Ferriols taught at the defunct Berchmans College in Cebu City before he moved to Loyola School of Theology.

== Philosophizing in Filipino ==
Ferriols began his teaching of philosophy in Filipino in 1969 at the Ateneo de Manila University and early on faced much skepticism from the administration. At present, the university has kept the tradition with about half of classes in philosophy taught in Filipino.
In a short essay "A Memoir of Six Years," he writes:It was the beginning of school year 1969-1970 and it occurred to a certain character that it was time the Ateneo college offered the entire philosophy core curriculum with Pilipino as the medium of instruction. That character is me. It is now April of '75.

Tagalog was beginning to be very much in the air in the late sixties. One attended public functions at which luminaries of church and/or state spoke bad Tagalog or fumbingly read prepared Tagalog statements. There was a desire to be with Tagalog. There was the usual strong wind for England (and/or America?): speak English, speak to the world, educational, scientific, literary, civilized, und so weiter. The Tagalog ground swell was noiseless, invisible, but tangy enough to cause tremors in the delicate nostrils of both civil and ecclesiastical politicians—those connoisseurs of hidden currents. When respectable people can talk Tagalog in public as badly as I do and be applauded for it, it must be high time for such as me to speak Tagalog in public without having to fear the censorious eyes of some pure Bulakanese.

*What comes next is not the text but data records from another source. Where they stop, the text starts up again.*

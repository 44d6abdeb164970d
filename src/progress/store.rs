//! Progress store adapter - reads and mutates per-wallet progress
//!
//! Every mutation is an in-SQL increment, an `INSERT OR IGNORE` flag row or a
//! conditional update inside one immediate transaction. Application code never
//! reads a value, changes it and writes it back.

use chrono::{DateTime, FixedOffset, Utc};
use rusqlite::{Connection, OptionalExtension};
use serde::Serialize;
use tracing::{debug, info};

use super::db::ProgressDb;
use super::models::{DeltaOutcome, LoginOutcome, ProgressDelta, TokenAmount, UserProgress, WalletAddress};
use super::time_bucket::{day_bucket, is_previous_day, now_ms};
use crate::error::{QuestError, Result};

/// A special item held by a wallet
#[derive(Debug, Clone, PartialEq, Eq, Serialize)]
pub struct InventoryItem {
    pub item: String,
    pub quantity: u32,
}

/// Reads and writes per-wallet progress records
#[derive(Clone)]
pub struct ProgressStore {
    db: ProgressDb,
    day_offset: FixedOffset,
}

impl ProgressStore {
    pub fn new(db: ProgressDb, day_offset: FixedOffset) -> Self {
        Self { db, day_offset }
    }

    /// Load a progress record if the wallet has connected before
    pub fn find(&self, wallet: &WalletAddress) -> Result<Option<UserProgress>> {
        let conn = self.db.conn()?;
        load_progress(&conn, wallet)
    }

    /// Load a progress record, failing with `NotFound` when absent
    pub fn get(&self, wallet: &WalletAddress) -> Result<UserProgress> {
        self.find(wallet)?
            .ok_or_else(|| QuestError::not_found("progress record", wallet.as_str()))
    }

    /// Create the record with all-zero defaults on first connection
    pub fn ensure(&self, wallet: &WalletAddress) -> Result<DeltaOutcome> {
        self.apply_delta(wallet, &ProgressDelta::default())
    }

    /// Apply an additive delta, creating the record if needed
    pub fn apply_delta(&self, wallet: &WalletAddress, delta: &ProgressDelta) -> Result<DeltaOutcome> {
        let now = now_ms();
        let outcome = self.db.write(|tx| apply_delta_on(tx, wallet, delta, now))?;
        debug!(
            wallet = %wallet.short(),
            xp = delta.xp,
            tokens = %delta.tokens,
            created = outcome.is_created(),
            "progress delta applied"
        );
        Ok(outcome)
    }

    /// Record a login and maintain the daily streak
    ///
    /// Same calendar day leaves the streak alone, the next day extends it,
    /// and any longer gap restarts it at 1.
    pub fn record_login(&self, wallet: &WalletAddress, at: DateTime<Utc>) -> Result<LoginOutcome> {
        let now = at.timestamp_millis();
        let today = day_bucket(now, self.day_offset);

        let outcome = self.db.write(|tx| {
            let created = apply_delta_on(tx, wallet, &ProgressDelta::default(), now)?.is_created();

            let (streak, best, last_day): (u32, u32, Option<String>) = tx.query_row(
                "SELECT streak, best_streak, last_login_day FROM user_progress WHERE wallet = ?1",
                [wallet.as_str()],
                |r| Ok((r.get(0)?, r.get(1)?, r.get(2)?)),
            )?;

            let (new_streak, first_today, streak_extended) = match last_day.as_deref() {
                // Same day, or a device whose clock runs behind
                Some(day) if day >= today.as_str() => (streak.max(1), false, false),
                Some(day) if is_previous_day(day, &today) => (streak + 1, true, true),
                _ => (1, true, false),
            };
            let new_best = best.max(new_streak);

            tx.execute(
                r#"UPDATE user_progress
                   SET streak = ?2, best_streak = ?3, last_login_at = ?4,
                       last_login_day = MAX(COALESCE(last_login_day, ''), ?5), updated_at = ?4
                   WHERE wallet = ?1"#,
                rusqlite::params![wallet.as_str(), new_streak, new_best, now, today],
            )?;

            Ok(LoginOutcome {
                created,
                first_today,
                streak_extended,
                streak: new_streak,
                best_streak: new_best,
            })
        })?;

        if outcome.streak_extended {
            info!(wallet = %wallet.short(), streak = outcome.streak, "daily streak extended");
        }
        Ok(outcome)
    }

    /// Special items found so far
    pub fn inventory(&self, wallet: &WalletAddress) -> Result<Vec<InventoryItem>> {
        let conn = self.db.conn()?;
        let mut stmt = conn.prepare(
            "SELECT item, quantity FROM inventory WHERE wallet = ?1 AND quantity > 0 ORDER BY item",
        )?;
        let items = stmt
            .query_map([wallet.as_str()], |r| {
                Ok(InventoryItem {
                    item: r.get(0)?,
                    quantity: r.get(1)?,
                })
            })?
            .collect::<rusqlite::Result<Vec<_>>>()?;
        Ok(items)
    }
}

pub(crate) fn load_progress(conn: &Connection, wallet: &WalletAddress) -> Result<Option<UserProgress>> {
    let progress = conn
        .query_row(
            r#"SELECT total_xp, level, token_milli, streak, best_streak,
                      last_login_at, created_at, updated_at,
                      EXISTS(SELECT 1 FROM progress_flags f
                             WHERE f.wallet = p.wallet AND f.flag = 'onboarding_seen')
               FROM user_progress p WHERE wallet = ?1"#,
            [wallet.as_str()],
            |r| {
                Ok(UserProgress {
                    wallet: wallet.clone(),
                    total_xp: r.get(0)?,
                    level: r.get(1)?,
                    tokens: TokenAmount::from_milli(r.get(2)?),
                    streak: r.get(3)?,
                    best_streak: r.get(4)?,
                    last_login_at: r.get(5)?,
                    created_at: r.get(6)?,
                    updated_at: r.get(7)?,
                    onboarding_seen: r.get(8)?,
                })
            },
        )
        .optional()?;
    Ok(progress)
}

/// Apply a delta on an open transaction so callers can combine it with other writes
pub(crate) fn apply_delta_on(
    conn: &Connection,
    wallet: &WalletAddress,
    delta: &ProgressDelta,
    now: i64,
) -> Result<DeltaOutcome> {
    let inserted = conn.execute(
        "INSERT OR IGNORE INTO user_progress (wallet, created_at, updated_at) VALUES (?1, ?2, ?2)",
        rusqlite::params![wallet.as_str(), now],
    )?;

    if delta.xp > 0 || !delta.tokens.is_zero() {
        conn.execute(
            r#"UPDATE user_progress
               SET total_xp = total_xp + ?2, token_milli = token_milli + ?3, updated_at = ?4
               WHERE wallet = ?1"#,
            rusqlite::params![wallet.as_str(), delta.xp, delta.tokens.milli(), now],
        )?;
    }

    for flag in &delta.flags {
        conn.execute(
            "INSERT OR IGNORE INTO progress_flags (wallet, flag, set_at) VALUES (?1, ?2, ?3)",
            rusqlite::params![wallet.as_str(), flag.as_str(), now],
        )?;
    }

    Ok(if inserted == 1 {
        DeltaOutcome::Created
    } else {
        DeltaOutcome::Updated
    })
}

pub(crate) fn add_inventory_on(conn: &Connection, wallet: &WalletAddress, item: &str) -> Result<()> {
    conn.execute(
        r#"INSERT INTO inventory (wallet, item, quantity) VALUES (?1, ?2, 1)
           ON CONFLICT(wallet, item) DO UPDATE SET quantity = quantity + 1"#,
        rusqlite::params![wallet.as_str(), item],
    )?;
    Ok(())
}

#[cfg(test)]
mod tests {
    use super::*;
    use crate::progress::models::ProgressFlag;
    use crate::progress::time_bucket::day_offset;
    use chrono::TimeZone;
    use tempfile::tempdir;

    fn wallet() -> WalletAddress {
        WalletAddress::parse("0x1111111111111111111111111111111111111111").unwrap()
    }

    fn store(dir: &tempfile::TempDir) -> ProgressStore {
        let db = ProgressDb::open(&dir.path().join("progress.db")).unwrap();
        ProgressStore::new(db, day_offset(0))
    }

    #[test]
    fn test_missing_record_is_not_found() {
        let dir = tempdir().unwrap();
        let store = store(&dir);
        assert!(store.find(&wallet()).unwrap().is_none());
        assert!(matches!(
            store.get(&wallet()),
            Err(QuestError::NotFound { .. })
        ));
    }

    #[test]
    fn test_first_connection_creates_defaults() {
        let dir = tempdir().unwrap();
        let store = store(&dir);

        assert_eq!(store.ensure(&wallet()).unwrap(), DeltaOutcome::Created);
        assert_eq!(store.ensure(&wallet()).unwrap(), DeltaOutcome::Updated);

        let progress = store.get(&wallet()).unwrap();
        assert_eq!(progress.total_xp, 0);
        assert_eq!(progress.level, 1);
        assert_eq!(progress.tokens, TokenAmount::ZERO);
        assert_eq!(progress.streak, 0);
        assert!(!progress.onboarding_seen);
    }

    #[test]
    fn test_deltas_accumulate() {
        let dir = tempdir().unwrap();
        let store = store(&dir);

        store
            .apply_delta(&wallet(), &ProgressDelta::xp(120).with_tokens(TokenAmount::from_milli(12)))
            .unwrap();
        store
            .apply_delta(&wallet(), &ProgressDelta::xp(80).with_tokens(TokenAmount::from_milli(3)))
            .unwrap();
        store
            .apply_delta(&wallet(), &ProgressDelta::default().with_flag(ProgressFlag::OnboardingSeen))
            .unwrap();
        store
            .apply_delta(&wallet(), &ProgressDelta::default().with_flag(ProgressFlag::OnboardingSeen))
            .unwrap();

        let progress = store.get(&wallet()).unwrap();
        assert_eq!(progress.total_xp, 200);
        assert_eq!(progress.tokens.milli(), 15);
        assert!(progress.onboarding_seen);
        // Level is only corrected by the synchronizer
        assert_eq!(progress.level, 1);
    }

    #[test]
    fn test_login_streak_progression() {
        let dir = tempdir().unwrap();
        let store = store(&dir);
        let day1 = Utc.with_ymd_and_hms(2024, 3, 1, 9, 0, 0).unwrap();

        let first = store.record_login(&wallet(), day1).unwrap();
        assert!(first.created);
        assert!(first.first_today);
        assert_eq!(first.streak, 1);

        let again = store
            .record_login(&wallet(), day1 + chrono::Duration::hours(5))
            .unwrap();
        assert!(!again.first_today);
        assert_eq!(again.streak, 1);

        let next_day = store
            .record_login(&wallet(), day1 + chrono::Duration::days(1))
            .unwrap();
        assert!(next_day.streak_extended);
        assert_eq!(next_day.streak, 2);

        let after_gap = store
            .record_login(&wallet(), day1 + chrono::Duration::days(4))
            .unwrap();
        assert!(!after_gap.streak_extended);
        assert_eq!(after_gap.streak, 1);
        assert_eq!(after_gap.best_streak, 2);

        let progress = store.get(&wallet()).unwrap();
        assert_eq!(progress.streak, 1);
        assert_eq!(progress.best_streak, 2);
        assert!(progress.last_login_at.is_some());
    }

    #[test]
    fn test_inventory_counts_items() {
        let dir = tempdir().unwrap();
        let db = ProgressDb::open(&dir.path().join("progress.db")).unwrap();
        let store = ProgressStore::new(db.clone(), day_offset(0));

        db.write(|tx| {
            add_inventory_on(tx, &wallet(), "Silver Key")?;
            add_inventory_on(tx, &wallet(), "Silver Key")?;
            add_inventory_on(tx, &wallet(), "Bronze Badge")
        })
        .unwrap();

        let items = store.inventory(&wallet()).unwrap();
        assert_eq!(
            items,
            vec![
                InventoryItem { item: "Bronze Badge".into(), quantity: 1 },
                InventoryItem { item: "Silver Key".into(), quantity: 2 },
            ]
        );
    }
}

There were difficulties to begin with. After the lord highs had allowed the experimental [sic] classes (I tried to explain: my classes are not experiments, they are for real, my students are usually human beings, never laboratory rats; but the classes were still called experimental), the scheduler failed to schedule them. "To give you a chance to pick the best times," with a sinister twitch of the eyelids. As a result we had classes during meal times: 7:00 to 8:00 A.M., 12:00 to 1:30 P.M., 6:00 to 7:00 P.M. We were tolerated in private, boasted of in public while we made such rules as: one may eat and drink during class, just so he does it quietly—no chicharon or popcorn, no breaking of bottles—for as the soul regales itself it is not just that the body be left out in the cold. Class members were volunteers. The members of that first year were very game indeed (215-16). For Ferriols, in philosophizing in Filipino or in other native language, one is awakened into a particular mode of thinking and living. He contends that "each language is a way of being alive that is irreducible...has unrepeatable potentials for seeing and feeling, its very own genius, its own nuance." In so doing, Ferriols invites the speaker/knower to creatively explore the potential of one's language to express their deepest experience.

Critics of the approach point to the practice as unnecessary considering that most educated Filipinos who might be interested in philosophy or in philosophizing spoke, wrote, and read in English. There were also concerns surrounding the method for being potentially confusing arising from difficulties in translation.

==Death==
Ferriols died on August 15, 2021, at the age of 96, a day short of his 97th birthday.